Some good luck: his wrist unit had picked up a parabolic shape. He headed towards it and it resolved into Red Two’s hull. He couldn’t help grinning at the crazy pickle Zany had managed to get himself into.

But the wrecker was closing fast. At this rate, it would probably reach the sub before him. This was not going to work.

*

Inside Red Two, Parzan thought fast. He hailed the wrecker. ‘Stand off,’ he said. ‘Commander Caron intends to exit the vessel and assess the damage.’

‘What? That’s a no go, Zany.’ It was Growler, of course, skipping his debrief to ride back into action like a cowboy. Typical. ‘Cancan, your ass stays on board, or Hammerhead will hammer the both of you.’

‘…Glitch…ecting communic…’ Parzan was sweating now. He scratched the microphone with his fingernail. He was rapidly running out of options. Where the hell was Carlton?

Fifty metres away, Carlton shut the jet down. He unclipped the jet’s tether from his belt, took its weights and turned it, aiming straight for the nearest mine. As it sped away, he dived, hoping the mess of rocks would deflect enough of the blast.

The explosion was like the fist of god. It drove him deep. Lungs bursting, snorkel ripped away, he clawed at the water, all his worst moments from his most harrowing blackwater dives coming up at him like the spit of hell. Then his hand met rock. He clung, then climbed. Above him, Red Two’s dark bulk jutted from the debris field. He found the hatch and spun it, his lungs on fire.

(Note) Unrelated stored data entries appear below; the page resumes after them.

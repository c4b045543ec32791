//! In-memory record stores for the two variants.
//!
//! # Responsibility
//! - Own all entity collections and mint identifiers through the model.
//! - Enforce store-level invariants (non-negative stock, resolvable ids).
//! - Return data to callers; never reference presentation objects.
//!
//! # Invariants
//! - Collections iterate in insertion order.
//! - A failed mutation leaves the store unchanged.

pub mod crm_book;
mod registry;
pub mod store_manager;

use crate::model::{EntityId, ValidationError};
use crate::repo::RepoError;
use std::fmt::{Display, Formatter};
use thiserror::Error;

pub type StoreResult<T> = Result<T, StoreError>;

/// Entity kinds named in lookup failures.
#[derive(Debug, Clone, Copy, PartialEq, Eq)]
pub enum EntityKind {
    Customer,
    Instrument,
    Sale,
    SupportRequest,
}

impl Display for EntityKind {
    fn fmt(&self, f: &mut Formatter<'_>) -> std::fmt::Result {
        let label = match self {
            Self::Customer => "customer",
            Self::Instrument => "instrument",
            Self::Sale => "sale",
            Self::SupportRequest => "support request",
        };
        f.write_str(label)
    }
}

/// Service error surfaced to the presentation layer.
#[derive(Debug, Error)]
pub enum StoreError {
    #[error(transparent)]
    Validation(#[from] ValidationError),
    #[error("{kind} not found: {id}")]
    NotFound { kind: EntityKind, id: EntityId },
    #[error(
        "insufficient stock for instrument {instrument_id}: requested {requested}, available {available}"
    )]
    InsufficientStock {
        instrument_id: EntityId,
        requested: i64,
        available: i64,
    },
    #[error(transparent)]
    Persistence(#[from] RepoError),
}

impl StoreError {
    pub(crate) fn not_found(kind: EntityKind, id: EntityId) -> Self {
        Self::NotFound { kind, id }
    }
}
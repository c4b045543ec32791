//! CRM repository contract and JSON array file implementation.
//!
//! The file is a JSON array of customer objects with sales and support
//! requests embedded inline (see `model::crm` for the field names). Loading
//! rejects only duplicate identifiers; field values are taken as written.

use super::{read_document, write_document, RepoError, RepoResult};
use crate::model::crm::Customer;
use crate::model::EntityId;
use std::collections::HashSet;
use std::path::{Path, PathBuf};

/// Repository interface for persisting CRM customers.
pub trait CrmRepository {
    /// Returns persisted customers in file order (empty when nothing is stored).
    fn load(&self) -> RepoResult<Vec<Customer>>;
    fn save(&self, customers: &[Customer]) -> RepoResult<()>;
}

/// JSON array file repository for CRM data.
#[derive(Debug, Clone)]
pub struct JsonFileCrmRepository {
    path: PathBuf,
}

impl JsonFileCrmRepository {
    pub fn new(path: impl Into<PathBuf>) -> Self {
        Self { path: path.into() }
    }

    pub fn path(&self) -> &Path {
        &self.path
    }
}

impl CrmRepository for JsonFileCrmRepository {
    fn load(&self) -> RepoResult<Vec<Customer>> {
        let Some(customers) = read_document::<Vec<Customer>>(&self.path, "crm")? else {
            return Ok(Vec::new());
        };
        check_customers(&customers)?;
        Ok(customers)
    }

    fn save(&self, customers: &[Customer]) -> RepoResult<()> {
        write_document(&self.path, customers, "crm")
    }
}

fn check_customers(customers: &[Customer]) -> RepoResult<()> {
    let mut seen = HashSet::<EntityId>::new();
    for customer in customers {
        if !seen.insert(customer.id()) {
            return Err(duplicate("musteri_id", customer.id()));
        }
        for sale in customer.sales() {
            if !seen.insert(sale.id()) {
                return Err(duplicate("satis_id", sale.id()));
            }
        }
        for request in customer.support_requests() {
            if !seen.insert(request.id()) {
                return Err(duplicate("talep_id", request.id()));
            }
        }
    }
    Ok(())
}

fn duplicate(field: &str, id: EntityId) -> RepoError {
    RepoError::InvalidData(format!("duplicate `{field}` value {id}"))
}
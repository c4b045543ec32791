//! Insertion-ordered collection with identifier lookup.

use crate::model::EntityId;
use std::collections::HashMap;

/// Entities in insertion order plus an id -> position index.
///
/// Positions never shift because nothing is ever removed.
#[derive(Debug, Clone)]
pub(crate) struct Registry<T> {
    items: Vec<T>,
    index: HashMap<EntityId, usize>,
}

impl<T> Default for Registry<T> {
    fn default() -> Self {
        Self {
            items: Vec::new(),
            index: HashMap::new(),
        }
    }
}

impl<T> Registry<T> {
    /// Appends `item` under `id`, returning `false` if the id is taken.
    pub(crate) fn insert(&mut self, id: EntityId, item: T) -> bool {
        if self.index.contains_key(&id) {
            return false;
        }
        self.index.insert(id, self.items.len());
        self.items.push(item);
        true
    }

    pub(crate) fn get(&self, id: EntityId) -> Option<&T> {
        self.index.get(&id).and_then(|&pos| self.items.get(pos))
    }

    pub(crate) fn get_mut(&mut self, id: EntityId) -> Option<&mut T> {
        match self.index.get(&id) {
            Some(&pos) => self.items.get_mut(pos),
            None => None,
        }
    }

    pub(crate) fn contains(&self, id: EntityId) -> bool {
        self.index.contains_key(&id)
    }

    pub(crate) fn as_slice(&self) -> &[T] {
        &self.items
    }

    pub(crate) fn len(&self) -> usize {
        self.items.len()
    }

    pub(crate) fn is_empty(&self) -> bool {
        self.items.is_empty()
    }
}

#[cfg(test)]
mod tests {
    use super::Registry;
    use uuid::Uuid;

    #[test]
    fn keeps_insertion_order_and_rejects_duplicate_ids() {
        let mut registry = Registry::default();
        let first = Uuid::new_v4();
        let second = Uuid::new_v4();

        assert!(registry.insert(first, "a"));
        assert!(registry.insert(second, "b"));
        assert!(!registry.insert(first, "c"));

        assert_eq!(registry.as_slice(), &["a", "b"]);
        assert_eq!(registry.get(second), Some(&"b"));
        assert_eq!(registry.len(), 2);
    }
}
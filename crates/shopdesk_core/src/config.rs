//! Runtime configuration: data file locations and logging settings.
//!
//! Resolution order is defaults, then `SHOPDESK_*` environment variables,
//! then explicit overrides from the caller (CLI flags).

use crate::logging::default_log_level;
use std::path::PathBuf;

/// Default CRM data file, relative to the working directory.
pub const DEFAULT_CRM_DATA_FILE: &str = "veriler.json";
/// Default instrument-store data file, relative to the working directory.
pub const DEFAULT_STORE_DATA_FILE: &str = "store_data.json";

pub const ENV_CRM_FILE: &str = "SHOPDESK_CRM_FILE";
pub const ENV_STORE_FILE: &str = "SHOPDESK_STORE_FILE";
pub const ENV_LOG_LEVEL: &str = "SHOPDESK_LOG_LEVEL";
pub const ENV_LOG_DIR: &str = "SHOPDESK_LOG_DIR";

/// Logging settings consumed by [`crate::logging::init_logging`].
#[derive(Debug, Clone, PartialEq, Eq)]
pub struct LoggingConfig {
    /// One of `trace|debug|info|warn|error`.
    pub level: String,
    /// Absolute directory for rolling log files; `None` logs to stderr.
    pub log_dir: Option<PathBuf>,
}

impl Default for LoggingConfig {
    fn default() -> Self {
        Self {
            level: default_log_level().to_string(),
            log_dir: None,
        }
    }
}

#[derive(Debug, Clone, PartialEq, Eq)]
pub struct AppConfig {
    pub crm_data_file: PathBuf,
    pub store_data_file: PathBuf,
    pub logging: LoggingConfig,
}

impl Default for AppConfig {
    fn default() -> Self {
        Self {
            crm_data_file: PathBuf::from(DEFAULT_CRM_DATA_FILE),
            store_data_file: PathBuf::from(DEFAULT_STORE_DATA_FILE),
            logging: LoggingConfig::default(),
        }
    }
}

impl AppConfig {
    /// Defaults overlaid with the process environment.
    pub fn from_env() -> Self {
        Self::from_lookup(|key| std::env::var(key).ok())
    }

    /// Defaults overlaid with values from `lookup`; blank values are ignored.
    pub fn from_lookup(lookup: impl Fn(&str) -> Option<String>) -> Self {
        let get = |key: &str| lookup(key).filter(|value| !value.trim().is_empty());
        let mut config = Self::default();

        if let Some(path) = get(ENV_CRM_FILE) {
            config.crm_data_file = PathBuf::from(path);
        }
        if let Some(path) = get(ENV_STORE_FILE) {
            config.store_data_file = PathBuf::from(path);
        }
        if let Some(level) = get(ENV_LOG_LEVEL) {
            config.logging.level = level;
        }
        if let Some(dir) = get(ENV_LOG_DIR) {
            config.logging.log_dir = Some(PathBuf::from(dir));
        }
        config
    }
}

If Parzan hadn’t been there to void the tube and pull him out of it, he would have drowned. He managed to give a thumbs-up as Parzan ducked under his arm and dragged him into the crew cabin. ‘You crazy bastard!’ Parzan cried. ‘Don’t ever do that again!’

Calrton waved a mute hand at the radio, which was squawking. ‘Red Two, do you copy? That was a hell of a blast. Those Robotics people don’t mess around, huh? What is your status?’

‘Cancan’s hurt.’ Parzan helped Carlton into the copilot’s seat and threw a towel over him. ‘I’ll live,’ Carlton croaked. ‘Get us out of here, Growler.’

‘Uhuhu, I wouldn’t want to be in your shoes when we get back to base,’ Growler chuckled. ‘Strap in, bhonsris, this could get rough.’

Magnetic grapples thunked onto the hull. Parzan turned to Carlton, who was clasping his ribs in that special way you do when it hurts to breathe. ‘Did you get them?’

‘Everywhere but the south.’ Carlton said. Then he passed out.